After the fix, I lost the ability to SSH. Pasting the error
immediately gave the answer — by mounting over /home,
we were overwriting ssh keys configured prior.
There were couple of more iterations like that. Rookie mistakes were made, but they were debugged and fixed much faster than my personal knowledge allows (and again, I feel that is trivia knowledge, rather than deep reusable knowledge, so I am happy to delegate it!).
It worked satisfactorily in the end, and, what’s more, I am happy to maintain the code, at least to the extent that I personally need it. Kinda hard to measure productivity boost here, but, given just the sheer number of CLI flags required to make this work, I am pretty confident that time was saved, even factoring the writing of the present article!
I’ve recently read The Art of Doing Science and Engineering by Hamming (of distance and code), and one story stuck with me:
A psychologist friend at Bell Telephone Laboratories once built a machine with about 12 switches and a red and a green light. You set the switches, pushed a button, and either you got a red or a green light. After the first person tried it 20 times they wrote a theory of how to make the green light come on. The theory was given to the next victim and they had their 20 tries and wrote their theory, and so on endlessly. The stated purpose of the test was to study how theories evolved.
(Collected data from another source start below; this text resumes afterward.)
// vim: tw=80
//! Specifying expectations with ExpectationGroupBuilder

use mockset::*;
use pretty_assertions::assert_eq;

fn turtle() -> MockObject {
    MockObject::new(0, "turtle")
}

fn heading() -> Invocation {
    Invocation::new(&turtle(), "heading").returns(ReturnType::of::<u32>())
}

fn value<T: Value + Clone>(result: InvocationResult) -> T {
    result.unwrap().downcast_ref::<T>().unwrap().clone()
}

fn malformed(builder: ExpectationGroupBuilder) -> String {
    match builder.to_expectation() {
        Err(Error::Malformed(message)) => message,
        Err(e) => panic!("Unexpected error {}", e),
        Ok(group) => panic!("Unexpectedly built {}", group)
    }
}

#[test]
fn builds_in_order() {
    let mut builder = ExpectationGroupBuilder::new();
    builder.one().of(&turtle()).method("penDown");
    builder.exactly(2).of(&turtle()).method("forward").with(a::<i32>());
    builder.never().of(&turtle()).method("penUp");
    let group = builder.to_expectation().unwrap();
    assert_eq!("in any order:\n  \
        - expected once: turtle.penDown(<any arguments>)\n  \
        - expected exactly 2 times: turtle.forward(a i32)\n  \
        - expected never: turtle.penUp(<any arguments>)",
        group.to_string());
}

#[test]
fn empty() {
    let group = ExpectationGroupBuilder::new().to_expectation().unwrap();
    assert!(group.is_empty());
}

#[test]
fn cardinalities() {
    let mut builder = ExpectationGroupBuilder::new();
    builder.at_least(1).of(&turtle()).method("a");
    builder.at_most(2).of(&turtle()).method("b");
    builder.between(1, 3).of(&turtle()).method("c");
    builder.allowing().of(&turtle()).method("d");
    let group = builder.to_expectation().unwrap();
    let description = group.to_string();
    assert!(description.contains("expected at least once: turtle.a("));
    assert!(description.contains("expected at most 2 times: turtle.b("));
    assert!(description.contains("expected between 1 and 3 times: turtle.c("));
    assert!(description.contains("allowed: turtle.d("));
}

#[test]
fn ignoring() {
    let pen = MockObject::new(1, "pen");
    let mut builder = ExpectationGroupBuilder::new();
    builder.ignoring(&pen);
    builder.one().of(&turtle()).method("penDown");
    let group = builder.to_expectation().unwrap();
    assert!(group.matches(&Invocation::new(&pen, "color").arg("red")));
    assert!(group.matches(&Invocation::new(&pen, "width")));
    assert!(!group.matches(&Invocation::new(&turtle(), "penUp")));
    assert_eq!(2, group.len());
}

#[test]
fn method_matching() {
    let mut builder = ExpectationGroupBuilder::new();
    builder.allowing().of(&turtle())
        .method_matching(predicate::str::starts_with("pen"));
    let group = builder.to_expectation().unwrap();
    assert!(group.matches(&Invocation::new(&turtle(), "penUp")));
    assert!(!group.matches(&Invocation::new(&turtle(), "forward")));
}

#[test]
fn never() {
    let mut builder = ExpectationGroupBuilder::new();
    builder.never().of(&turtle()).method("penUp");
    let group = builder.to_expectation().unwrap();
    assert!(!group.matches(&Invocation::new(&turtle(), "penUp")));
    assert!(group.verify().is_ok());
}

#[test]
fn one() {
    let mut builder = ExpectationGroupBuilder::new();
    builder.one().of(&turtle()).method("heading").will(return_value(90u32));
    let group = builder.to_expectation().unwrap();
    assert_eq!(90, value::<u32>(group.invoke(&heading())));
    assert!(!group.matches(&heading()));
    assert_eq!("in any order:\n  \
        - expected once: turtle.heading(<any arguments>) (has been invoked), \
        returns 90",
        group.to_string());
}

#[test]
fn parameter_types() {
    let mut builder = ExpectationGroupBuilder::new();
    builder.allowing().of(&turtle()).method("forward")
        .parameter_types(vec![TypeInfo::of::<i32>()]);
    let group = builder.to_expectation().unwrap();
    assert!(group.matches(&Invocation::new(&turtle(), "forward").arg(5i32)));
    assert!(!group.matches(&Invocation::new(&turtle(), "forward").arg(5u64)));
}

#[test]
fn sequence() {
    let mut seq = ExpectationGroupBuilder::in_sequence();
    seq.one().of(&turtle()).method("penDown");
    seq.one().of(&turtle()).method("penUp");
    let mut builder = ExpectationGroupBuilder::new();
    builder.allowing().of(&turtle()).method("heading");
    builder.expects(seq);
    let group = builder.to_expectation().unwrap();
    assert!(!group.matches(&Invocation::new(&turtle(), "penUp")));
    group.invoke(&Invocation::new(&turtle(), "penDown")).unwrap();
    group.invoke(&heading()).unwrap();
    group.invoke(&Invocation::new(&turtle(), "penUp")).unwrap();
    assert!(group.verify().is_ok());
}

#[test]
fn with_no_arguments() {
    let mut builder = ExpectationGroupBuilder::new();
    builder.allowing().of(&turtle()).method("forward").with_no_arguments();
    let group = builder.to_expectation().unwrap();
    assert!(group.matches(&Invocation::new(&turtle(), "forward")));
    assert!(!group.matches(&Invocation::new(&turtle(), "forward").arg(1i32)));
}

mod default_action {
    use pretty_assertions::assert_eq;
    use super::*;

    #[test]
    fn explicit_action_wins() {
        let mut builder = ExpectationGroupBuilder::new();
        builder.set_default_action(return_value(1u32));
        builder.one().of(&turtle()).method("heading").will(return_value(2u32));
        let group = builder.to_expectation().unwrap();
        assert_eq!(2, value::<u32>(group.invoke(&heading())));
    }

    #[test]
    fn inherited() {
        let mut builder = ExpectationGroupBuilder::new();
        builder.set_default_action(return_value(1u32));
        builder.one().of(&turtle()).method("heading");
        let group = builder.to_expectation().unwrap();
        assert_eq!(1, value::<u32>(group.invoke(&heading())));
    }

    #[test]
    fn innermost_wins() {
        let mut seq = ExpectationGroupBuilder::in_sequence();
        seq.set_default_action(return_value(2u32));
        seq.one().of(&turtle()).method("heading");
        let mut builder = ExpectationGroupBuilder::new();
        builder.set_default_action(return_value(1u32));
        builder.expects(seq);
        builder.one().of(&turtle()).method("heading");
        let group = builder.to_expectation().unwrap();
        assert_eq!(2, value::<u32>(group.invoke(&heading())));
        assert_eq!(1, value::<u32>(group.invoke(&heading())));
    }
}

mod malformed {
    use pretty_assertions::assert_eq;
    use super::*;

    #[test]
    fn between_backwards() {
        let mut builder = ExpectationGroupBuilder::new();
        builder.between(3, 1).of(&turtle()).method("forward");
        assert_eq!(
            "invalid cardinality: lower bound 3 exceeds upper bound 1",
            malformed(builder));
    }

    #[test]
    fn first_mistake_wins() {
        let mut builder = ExpectationGroupBuilder::new();
        builder.method("forward");
        builder.one().method("penUp");
        assert!(malformed(builder).starts_with("no expectation was specified"));
    }

    #[test]
    fn in_nested_group() {
        let mut seq = ExpectationGroupBuilder::in_sequence();
        seq.will(return_value(5u32));
        let mut builder = ExpectationGroupBuilder::new();
        builder.one().of(&turtle()).method("penUp");
        builder.expects(seq);
        assert!(malformed(builder).starts_with("no expectation was specified"));
    }

    #[test]
    fn no_expectation() {
        let mut builder = ExpectationGroupBuilder::new();
        builder.of(&turtle());
        assert_eq!(
            "no expectation was specified; use exactly, at_least, at_most, \
            between, one, allowing, ignoring or never first",
            malformed(builder));
    }

    #[test]
    fn pending_until_registered() {
        let mockery = Mockery::new();
        let turtle = mockery.mock("turtle").unwrap();
        let mut builder = ExpectationGroupBuilder::new();
        builder.with(anything());
        builder.allowing().of(&turtle).method("penUp");
        match mockery.checking(builder) {
            Err(Error::Malformed(m)) =>
                assert!(m.starts_with("no expectation was specified")),
            r => panic!("Unexpected result {:?}", r)
        }
        // Nothing from the rejected builder was registered
        assert!(mockery.dispatch(Invocation::new(&turtle, "penUp")).is_err());
    }

    #[test]
    fn no_method() {
        let mut builder = ExpectationGroupBuilder::new();
        builder.one().of(&turtle());
        builder.one().of(&turtle()).method("penUp");
        assert_eq!(
            "expectation was not fully specified: \
            expected once: turtle.<any method>(<any arguments>)",
            malformed(builder));
    }

    #[test]
    fn no_receiver() {
        let mut builder = ExpectationGroupBuilder::new();
        builder.exactly(2).method("forward");
        assert_eq!(
            "expectation was not fully specified: \
            expected exactly 2 times: <any object>.forward(<any arguments>)",
            malformed(builder));
    }
}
But my friend, being the kind of person he was, had connected the lights to a random source! One day he observed to me that no person in all the tests (and they were all high-class Bell Telephone Laboratories scientists) ever said there was no message. I promptly observed to him that not one of them was either a statistician or an information theorist, the two classes of people who are intimately familiar with randomness. A check revealed I was right!